O gráfico presente no livro A revolução urbana de Henri Lefebvre nos mostra a tendência das sociedades ocidentais em direção a completa subordinação do agrário ao urbano, que representa uma Implosão-Explosão, onde o rural se urbaniza, e a cidade se dispersa pelo mundo. Condição típica da nossa contemporaneidade, quando segundo Lefebvre opera uma grande confusão, "na qual passado e o possível, o melhor e o pior se mistiram." LEFEBVRE 2004 página27 A realidade urbana opera no sentido de revolucionar de forma contínua as formas de produção, sem, no entanto ser suficiente para transformá-las completamente. O que é importante, no contexto da disciplina de História e Teoria da Arquitetura 1, para os alunos é que o urbano mesmo em seu estágio embrionário insere a festa da interação entre diferenças, marcando para o início da história a promessa da sua transformação. A arquitetura e urbanismo comprovam o intercâmbio de tecnologias construtivas que se constituem como um Bem Comum, algo que não pode ser cercado e privatizado, apesar de uma minoria privilegiada que quer manter estes saberes como sua propriedade. Além das tecnologias, há a questão da apropriação das imagens, que essas construções monumentais geram na população; uma identidade locacional que acaba por promover a identificação de um lugar único no cosmo geral e indiferenciado do planeta, uma humanização da paisagem, que gera identidade entre população e lugar.

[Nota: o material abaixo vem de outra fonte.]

#[cfg(test)]
mod tests {
    use serde_json::json;
    use wiremock::matchers::{any, body_partial_json, method, path};
    use wiremock::{Mock, MockServer, ResponseTemplate};

    use super::*;
    use crate::reconcile::tests::reconciler_for;

    fn spec() -> EnvironmentSpec {
        EnvironmentSpec {
            name: String::from("files"),
            kind: String::from("NFS"),
            cluster: String::from("cluster-1"),
            windows: false,
            volumes: BTreeMap::from([(
                String::from("data"),
                VolumeSpec {
                    name: String::from("data"),
                    size_mb: 1024,
                    kind: String::from("NFS"),
                    allowed_ips_rw: vec![String::from("10.0.0.0/24")],
                    ..Default::default()
                },
            )]),
            networks: BTreeMap::from([(
                String::from("net-1"),
                NetworkAttachmentSpec {
                    network_id: String::from("net-1"),
                    cidr: String::from("10.0.0.2/24"),
                },
            )]),
        }
    }

    fn environment(data_state: &str) -> serde_json::Value {
        json!({
            "id": "env-1", "name": "files", "state": "READY", "type": "NFS", "cluster": "cluster-1",
            "volumes": [
                {"id": "v1", "name": "data", "sizeMb": 1024, "state": data_state, "type": "NFS",
                 "allowedIpsRw": ["10.0.0.0/24"]}
            ],
            "networks": [
                {"id": "n1", "networkId": "net-1", "state": "SYNCED", "cidr": "10.0.0.2/24"}
            ]
        })
    }

    async fn mount_vlan(server: &MockServer, kind: &str) {
        Mock::given(method("GET"))
            .and(path("/v2/iaas/network/net-1"))
            .respond_with(
                ResponseTemplate::new(200).set_body_json(json!({"id": "net-1", "type": kind})),
            )
            .mount(server)
            .await;
    }

    #[tokio::test]
    async fn invalid_cidr_is_rejected_before_any_call() {
        let server = MockServer::start().await;
        Mock::given(any())
            .respond_with(ResponseTemplate::new(500))
            .expect(0)
            .mount(&server)
            .await;

        let mut spec = spec();
        if let Some(volume) = spec.volumes.get_mut("data") {
            volume.allowed_ips_ro = vec![String::from("10.0.0.300/24")];
        }
        let err = create(&reconciler_for(&server), &spec).await.unwrap_err();
        assert!(err.is_validation());
    }

    #[tokio::test]
    async fn network_must_be_a_vlan() {
        let server = MockServer::start().await;
        mount_vlan(&server, "WAN").await;
        Mock::given(method("POST"))
            .respond_with(ResponseTemplate::new(200))
            .expect(0)
            .mount(&server)
            .await;

        let err = create(&reconciler_for(&server), &spec()).await.unwrap_err();
        assert_eq!(err.to_string(), "Network net-1 is not of type VLAN");
    }

    #[tokio::test]
    async fn create_then_provision_volumes_and_networks() {
        let server = MockServer::start().await;
        mount_vlan(&server, "VLAN").await;
        Mock::given(method("POST"))
            .and(path("/v2/staas/environment"))
            .respond_with(ResponseTemplate::new(200).set_body_json(json!({"id": "env-1"})))
            .expect(1)
            .mount(&server)
            .await;
        Mock::given(method("POST"))
            .and(path("/v2/staas/environment/env-1/volume"))
            .respond_with(ResponseTemplate::new(200))
            .expect(1)
            .mount(&server)
            .await;
        Mock::given(method("POST"))
            .and(path("/v2/staas/environment/env-1/network"))
            .respond_with(ResponseTemplate::new(200))
            .expect(1)
            .mount(&server)
            .await;
        Mock::given(method("GET"))
            .and(path("/v2/staas/environment/env-1"))
            .respond_with(ResponseTemplate::new(200).set_body_json(environment("READY")))
            .mount(&server)
            .await;

        let rc = reconciler_for(&server);
        let id = create(&rc, &spec()).await.unwrap();
        assert_eq!(id, "env-1");
        let env = provision(&rc, &id, &spec()).await.unwrap();
        assert_eq!(env.volumes.len(), 1);
        assert_eq!(env.networks[0].id, "n1");
    }

    #[tokio::test]
    async fn failed_volume_leaves_a_partial_environment() {
        let server = MockServer::start().await;
        Mock::given(method("GET"))
            .and(path("/v2/staas/environment/env-1"))
            .respond_with(ResponseTemplate::new(200).set_body_json(environment("READY")))
            .mount(&server)
            .await;
        Mock::given(method("POST"))
            .and(path("/v2/staas/environment/env-1/volume"))
            .respond_with(
                ResponseTemplate::new(400).set_body_json(json!({"message": "quota exceeded"})),
            )
            .mount(&server)
            .await;
        Mock::given(method("POST"))
            .and(path("/v2/staas/environment/env-1/network"))
            .respond_with(ResponseTemplate::new(200))
            .expect(0)
            .mount(&server)
            .await;

        let err = provision(&reconciler_for(&server), "env-1", &spec())
            .await
            .unwrap_err();
        assert!(matches!(err, Error::Partial { ref step, .. } if step == "create volume data"));
        assert!(err.to_string().ends_with("quota exceeded"));
    }

    #[tokio::test]
    async fn update_resizes_and_removes_volumes() {
        let server = MockServer::start().await;
        mount_vlan(&server, "VLAN").await;
        let before = json!({
            "id": "env-1", "name": "files", "state": "READY",
            "volumes": [
                {"id": "v1", "name": "data", "sizeMb": 1024, "state": "READY",
                 "allowedIpsRw": ["10.0.0.0/24"]},
                {"id": "v2", "name": "old", "sizeMb": 512, "state": "READY"},
                {"id": "v3", "name": "gone", "sizeMb": 512, "state": "GRACE_TERMINATED"}
            ],
            "networks": [{"id": "n1", "networkId": "net-1", "state": "SYNCED"}]
        });
        let after = json!({
            "id": "env-1", "name": "files", "state": "READY",
            "volumes": [
                {"id": "v1", "name": "data", "sizeMb": 2048, "state": "READY",
                 "allowedIpsRw": ["10.0.0.0/24"]},
                {"id": "v2", "name": "old", "sizeMb": 512, "state": "GRACE_TERMINATED"},
                {"id": "v3", "name": "gone", "sizeMb": 512, "state": "GRACE_TERMINATED"}
            ],
            "networks": [{"id": "n1", "networkId": "net-1", "state": "SYNCED"}]
        });
        Mock::given(method("GET"))
            .and(path("/v2/staas/environment/env-1"))
            .respond_with(ResponseTemplate::new(200).set_body_json(before))
            .up_to_n_times(1)
            .mount(&server)
            .await;
        Mock::given(method("GET"))
            .and(path("/v2/staas/environment/env-1"))
            .respond_with(ResponseTemplate::new(200).set_body_json(after))
            .mount(&server)
            .await;
        Mock::given(method("PUT"))
            .and(path("/v2/staas/environment/env-1/volume/v1"))
            .respond_with(ResponseTemplate::new(200))
            .expect(1)
            .mount(&server)
            .await;
        Mock::given(method("DELETE"))
            .and(path("/v2/staas/environment/env-1/volume/v2"))
            .respond_with(ResponseTemplate::new(200))
            .expect(1)
            .mount(&server)
            .await;
        Mock::given(method("DELETE"))
            .and(path("/v2/staas/environment/env-1/volume/v3"))
            .respond_with(ResponseTemplate::new(200))
            .expect(0)
            .mount(&server)
            .await;
        Mock::given(method("POST"))
            .respond_with(ResponseTemplate::new(200))
            .expect(0)
            .mount(&server)
            .await;
        Mock::given(method("PUT"))
            .and(path("/v2/staas/environment/env-1"))
            .respond_with(ResponseTemplate::new(200))
            .expect(0)
            .mount(&server)
            .await;

        let mut spec = spec();
        if let Some(volume) = spec.volumes.get_mut("data") {
            volume.size_mb = 2048;
        }
        let env = update(&reconciler_for(&server), "env-1", &spec).await.unwrap();
        assert_eq!(env.volume("v1").map(|volume| volume.size_mb), Some(2048));
    }

    #[tokio::test]
    async fn update_failure_after_a_resize_names_the_step() {
        let server = MockServer::start().await;
        mount_vlan(&server, "VLAN").await;
        Mock::given(method("GET"))
            .and(path("/v2/staas/environment/env-1"))
            .respond_with(ResponseTemplate::new(200).set_body_json(environment("READY")))
            .mount(&server)
            .await;
        Mock::given(method("PUT"))
            .and(path("/v2/staas/environment/env-1/volume/v1"))
            .and(body_partial_json(json!({"sizeMb": 2048})))
            .respond_with(ResponseTemplate::new(200))
            .expect(1)
            .mount(&server)
            .await;
        Mock::given(method("POST"))
            .and(path("/v2/staas/environment/env-1/volume"))
            .respond_with(
                ResponseTemplate::new(400).set_body_json(json!({"message": "quota exceeded"})),
            )
            .expect(1)
            .mount(&server)
            .await;

        let mut spec = spec();
        if let Some(volume) = spec.volumes.get_mut("data") {
            volume.size_mb = 2048;
        }
        spec.volumes.insert(
            String::from("more"),
            VolumeSpec {
                name: String::from("more"),
                size_mb: 4096,
                kind: String::from("NFS"),
                ..Default::default()
            },
        );

        let err = update(&reconciler_for(&server), "env-1", &spec).await.unwrap_err();
        assert!(matches!(
            err,
            Error::Partial { ref id, ref step, .. } if id == "env-1" && step == "create volume more"
        ));
        assert!(err.to_string().ends_with("quota exceeded"));
    }

    #[tokio::test]
    async fn delete_is_forced_and_awaited() {
        let server = MockServer::start().await;
        Mock::given(method("DELETE"))
            .and(path("/v2/staas/environment/env-1"))
            .respond_with(ResponseTemplate::new(200))
            .expect(1)
            .mount(&server)
            .await;
        Mock::given(method("GET"))
            .and(path("/v2/staas/environment/env-1"))
            .respond_with(ResponseTemplate::new(404))
            .mount(&server)
            .await;

        delete(&reconciler_for(&server), "env-1").await.unwrap();
    }
}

“O que nos interessa em nosso contexto é que as emoções desencadeadas agora já não se enlaçam só com o fato geral e objetivo da segurança, mas que são produto imediato do modo aparencial visual da muralha (altura, massa, etc.).” (LUKÁCS, 1982, v. 4, p. 95) 

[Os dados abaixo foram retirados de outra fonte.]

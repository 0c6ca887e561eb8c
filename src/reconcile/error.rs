// This file is part of the terraform-provider-previder project
//
// Copyright (C) ANEO, 2024-2024. All rights reserved.
//
// Licensed under the Apache License, Version 2.0 (the "License")
// you may not use this file except in compliance with the License.
// You may obtain a copy of the License at
//
//     http://www.apache.org/licenses/LICENSE-2.0
//
// Unless required by applicable law or agreed to in writing, software
// distributed under the License is distributed on an "AS IS" BASIS,
// WITHOUT WARRANTIES OR CONDITIONS OF ANY KIND, either express or implied.
// See the License for the specific language governing permissions and
// limitations under the License.

use thiserror::Error;

use crate::client::ApiError;

#[derive(Debug, Error)]
pub enum Error {
    /// Rejected before any remote call
    #[error("{0}")]
    Validation(String),
    #[error(transparent)]
    Api(#[from] ApiError),
    /// The poll budget was exhausted before the condition held
    #[error("timed out waiting for {kind} {id}, last observed state: {last_state}")]
    Timeout {
        kind: &'static str,
        id: String,
        last_state: String,
    },
    /// The remote platform reported the operation as failed
    #[error("{kind} {id} failed: {message}")]
    Failed {
        kind: &'static str,
        id: String,
        message: String,
    },
    /// A step of a multi-step provisioning failed after earlier steps were applied
    #[error("{kind} {id} is partially provisioned, step `{step}` failed: {source}")]
    Partial {
        kind: &'static str,
        id: String,
        step: String,
        #[source]
        source: Box<Error>,
    },
    #[error("cancelled while waiting for {kind} {id}")]
    Cancelled { kind: &'static str, id: String },
    #[error("Provider not configured")]
    NotConfigured,
}

pub type Result<T, E = Error> = std::result::Result<T, E>;

impl Error {
    pub fn validation(message: impl Into<String>) -> Self {
        Self::Validation(message.into())
    }

    pub fn is_not_found(&self) -> bool {
        match self {
            Self::Api(err) => err.is_not_found(),
            _ => false,
        }
    }

    pub fn is_validation(&self) -> bool {
        matches!(self, Self::Validation(_))
    }

    /// Summary line used for the Terraform diagnostic
    pub fn summary(&self) -> &'static str {
        match self {
            Self::Validation(_) => "Invalid configuration",
            Self::Api(_) => "Previder API error",
            Self::Timeout { .. } => "Timed out waiting for the remote state",
            Self::Failed { .. } => "Remote operation failed",
            Self::Partial { .. } => "Resource partially provisioned",
            Self::Cancelled { .. } => "Operation cancelled",
            Self::NotConfigured => "Provider not configured",
        }
    }
}

/// Map a not-found API error to `None`
pub trait OptionalExt<T> {
    fn optional(self) -> Result<Option<T>>;
}

impl<T> OptionalExt<T> for std::result::Result<T, ApiError> {
    fn optional(self) -> Result<Option<T>> {
        match self {
            Ok(value) => Ok(Some(value)),
            Err(err) if err.is_not_found() => Ok(None),
            Err(err) => Err(err.into()),
        }
    }
}

/// Attach the failing step to an error raised after earlier steps succeeded
pub trait PartialContext<T> {
    fn in_step(self, kind: &'static str, id: &str, step: impl Into<String>) -> Result<T>;
}

impl<T> PartialContext<T> for Result<T> {
    fn in_step(self, kind: &'static str, id: &str, step: impl Into<String>) -> Result<T> {
        self.map_err(|source| match source {
            // Cancellation stays distinguishable
            err @ Error::Cancelled { .. } => err,
            source => Error::Partial {
                kind,
                id: id.to_owned(),
                step: step.into(),
                source: Box::new(source),
            },
        })
    }
}

#[cfg(test)]
mod tests {
    use super::*;

    #[test]
    fn partial_names_the_failing_step() {
        let res: Result<()> = Err(Error::validation("boom"));
        let err = res
            .in_step("STaaS environment", "env-1", "create volume data")
            .unwrap_err();
        assert!(matches!(err, Error::Partial { ref step, .. } if step == "create volume data"));
        assert_eq!(
            err.to_string(),
            "STaaS environment env-1 is partially provisioned, step `create volume data` failed: boom"
        );
    }

    #[test]
    fn not_found_becomes_none() {
        use reqwest::StatusCode;

        let gone: std::result::Result<u32, _> =
            Err(ApiError::from_response(StatusCode::NOT_FOUND, ""));
        assert_eq!(gone.optional().unwrap(), None);

        let broken: std::result::Result<u32, _> =
            Err(ApiError::from_response(StatusCode::INTERNAL_SERVER_ERROR, "oops"));
        assert!(matches!(broken.optional(), Err(Error::Api(_))));
    }

    #[test]
    fn cancellation_is_not_wrapped() {
        let res: Result<()> = Err(Error::Cancelled {
            kind: "volume",
            id: String::from("v1"),
        });
        let err = res.in_step("STaaS environment", "env-1", "wait").unwrap_err();
        assert!(matches!(err, Error::Cancelled { .. }));
    }
}
#[derive(Debug, Clone, PartialEq, Serialize, Deserialize, Default)]
pub struct VirtualServerState<'a> {
    #[serde(borrow = "'a")]
    pub id: ValueString<'a>,
    pub name: ValueString<'a>,
    pub compute_cluster: ValueString<'a>,
    pub memory: ValueNumber,
    pub cpu_cores: ValueNumber,
    pub cpu_sockets: ValueNumber,
    pub group: ValueString<'a>,
    pub template: ValueString<'a>,
    pub guest_id: ValueString<'a>,
    pub source: ValueString<'a>,
    pub user_data: ValueString<'a>,
    pub provisioning_type: ValueString<'a>,
    pub termination_protection: ValueBool,
    pub state: ValueString<'a>,
    pub initial_password: ValueString<'a>,
    pub tags: ValueList<ValueString<'a>>,
    pub disks: ValueMap<'a, Value<DiskState<'a>>>,
    pub network_interfaces: ValueMap<'a, Value<NetworkInterfaceState<'a>>>,
}

impl WithSchema for VirtualServerState<'_> {
    fn schema() -> Schema {
        use AttributeConstraint::{Computed, Optional, OptionalComputed, Required};

        let disk = map! {
            "id" => attribute(AttributeType::String, Computed, "Id of the disk"),
            "size" => attribute(AttributeType::Number, Required, "Size of the disk in MB"),
            "uuid" => attribute(AttributeType::String, Computed, "UUID of the disk"),
            "label" => attribute(AttributeType::String, Computed, "Label of the disk, taken from its key"),
        };
        let network_interface = map! {
            "id" => attribute(AttributeType::String, Computed, "Id of the network interface"),
            "network" => attribute(AttributeType::String, Required, "Name or id of the network"),
            "connected" => attribute(
                AttributeType::Bool,
                OptionalComputed,
                "Whether the interface is connected, defaults to true",
            ),
            "type" => attribute(AttributeType::String, OptionalComputed, "Type of the network interface"),
            "ipv4_address" => attribute(AttributeType::String, Computed, "First assigned IPv4 address"),
            "ipv6_address" => attribute(AttributeType::String, Computed, "First assigned IPv6 address"),
            "mac_address" => attribute(AttributeType::String, Computed, "MAC address"),
            "assigned_addresses" => attribute(string_list_type(), Computed, "Addresses assigned by the platform"),
            "discovered_addresses" => attribute(string_list_type(), Computed, "Addresses discovered on the interface"),
            "label" => attribute(AttributeType::String, Computed, "Label of the interface, taken from its key"),
        };

        Schema {
            version: 1,
            block: Block {
                description: Description::plain("Virtual server of the Previder IaaS platform"),
                attributes: map! {
                    "id" => attribute(AttributeType::String, Computed, "Id of the virtual server"),
                    "name" => attribute(AttributeType::String, Required, "Name of the virtual server"),
                    "compute_cluster" => attribute(
                        AttributeType::String,
                        Required,
                        "Compute cluster the server runs on",
                    ),
                    "memory" => attribute(AttributeType::Number, Required, "Memory in MB"),
                    "cpu_cores" => attribute(AttributeType::Number, Required, "Number of cpu cores"),
                    "cpu_sockets" => attribute(AttributeType::Number, Optional, "Number of cpu sockets"),
                    "group" => attribute(
                        AttributeType::String,
                        OptionalComputed,
                        "Name or id of the group of the server",
                    ),
                    "template" => attribute(
                        AttributeType::String,
                        OptionalComputed,
                        "Template to deploy the server from",
                    ),
                    "guest_id" => attribute(
                        AttributeType::String,
                        OptionalComputed,
                        "Guest operating system id of an empty server",
                    ),
                    "source" => attribute(
                        AttributeType::String,
                        OptionalComputed,
                        "Id of the virtual server to clone",
                    ),
                    "user_data" => attribute(AttributeType::String, Optional, "Cloud-init user data"),
                    "provisioning_type" => attribute(
                        AttributeType::String,
                        Optional,
                        "Provisioning type of the template",
                    ),
                    "termination_protection" => attribute(
                        AttributeType::Bool,
                        OptionalComputed,
                        "Prevent the server from being deleted",
                    ),
                    "state" => attribute(AttributeType::String, Computed, "Power state of the server"),
                    "initial_password" => sensitive(attribute(
                        AttributeType::String,
                        Computed,
                        "Password generated at creation",
                    )),
                    "tags" => attribute(string_list_type(), Optional, "Tags of the server"),
                    "disks" => attribute(
                        AttributeType::AttributeMap(disk),
                        Required,
                        "Disks keyed by label",
                    ),
                    "network_interfaces" => attribute(
                        AttributeType::AttributeMap(network_interface),
                        Required,
                        "Network interfaces keyed by label",
                    ),
                },
                ..Default::default()
            },
        }
    }
}

impl WithNormalize for VirtualServerState<'_> {
    fn normalize(&mut self, _diags: &mut Diagnostics) {
        for (label, disk) in self.disks.iter_mut().flatten() {
            if let Value::Value(disk) = disk {
                disk.label = owned(label);
            }
        }
        for (label, nic) in self.network_interfaces.iter_mut().flatten() {
            if let Value::Value(nic) = nic {
                nic.label = owned(label);
                if nic.connected.is_null() {
                    nic.connected = Value::Value(true);
                }
            }
        }
    }
}

impl WithValidate for VirtualServerState<'_> {
    fn validate(&self, diags: &mut Diagnostics, attr_path: AttributePath) {
        for (path, err) in self.checks(attr_path) {
            diags.error("Invalid virtual server", err.to_string(), path);
        }
    }
}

TEMPLO DE LUXOR: A) Avenida das Esfinges;
B) Pilone de Ramsés II; C) Obeliscos de Ramsés II; D) Colossos;
E) Pátio de Ramsés II; F) Colunata de Amenófis III;
G) Pátio de Amenófis III; H) Sala do Nascimento;
I) Santuário de Alexandre Magno;  J) Sala Hipóstila;
K) Vestíbulo; L) Câmara (sancta sanctorum)
Médio Imperio - Tebas


A partir dessas reflexões de base se apresentam as construções que chegaram ao nosso conhecimento destas civilizações; o Templo Alto de Uruk, o Zigurate de Ur, O Zigurate e a Muralha de Nama, a cidade de Khorsabad. Todas sítios arqueológicos atuais da Mesopotâmia (atual Iraque e Irã) mostrando-nos a permanência parcial da monumentalidade e a completa incapacidade de resistir ao tempo das habitações comuns. Na sequência se mostram as grandes obras do Antigo Egito dentro de uma cronologia geral; o período Arcaico, o Antigo Império (3.200 a 2.200 a.C.), Médio Império (2.200 a 1580 a. C.) e Novo Império (1.580 a 1.085 a. C.). Nessa subdivisão histórica geral se destaca a predominância no Antigo Império da cidade de Mênfis na fox do Nilo com o Mar Mediterrâneo, e a partir do Médio Império a predominância da cidade Tebas no médio Nilo. Foram também mostradas as principais realizações construtiva do Império Egípcio, as antigas mastabas, a pirâmide escalonada de Djoser, as pirâmides de Queóps, Quéfren e Miquerino no Antigo Império, nas proximidades de Mênfis. E, os templos de Luxor e Carnac nas proximidades da cidade de Tebas, e o Templo de Abu Simel no médio Império. Este último próximo a atual barragem de Assuan, na atual da fronteira do Egito com o Sudão, obra de infraestrutura do Estado Egípcio contemporâneo, que foi traslado para uma cota mais alta, para se evitar seu alagamento pelo Lago Nasser. Importante salientar, que estes exemplos estabelecem um padrão específico da arquitetura e da cidade, frente a outras artes, uma certa presença da abstração e distanciamento da imitação ou mímesis da natureza, das artes pictóricas. O ambiente humano, para sua convivência desenvolve-se numa imagética presa a sua necessidade de ficar em pé, ou de se auto sustentar, mostrando-nos que os esforços construtivos se subordinam a tectônica.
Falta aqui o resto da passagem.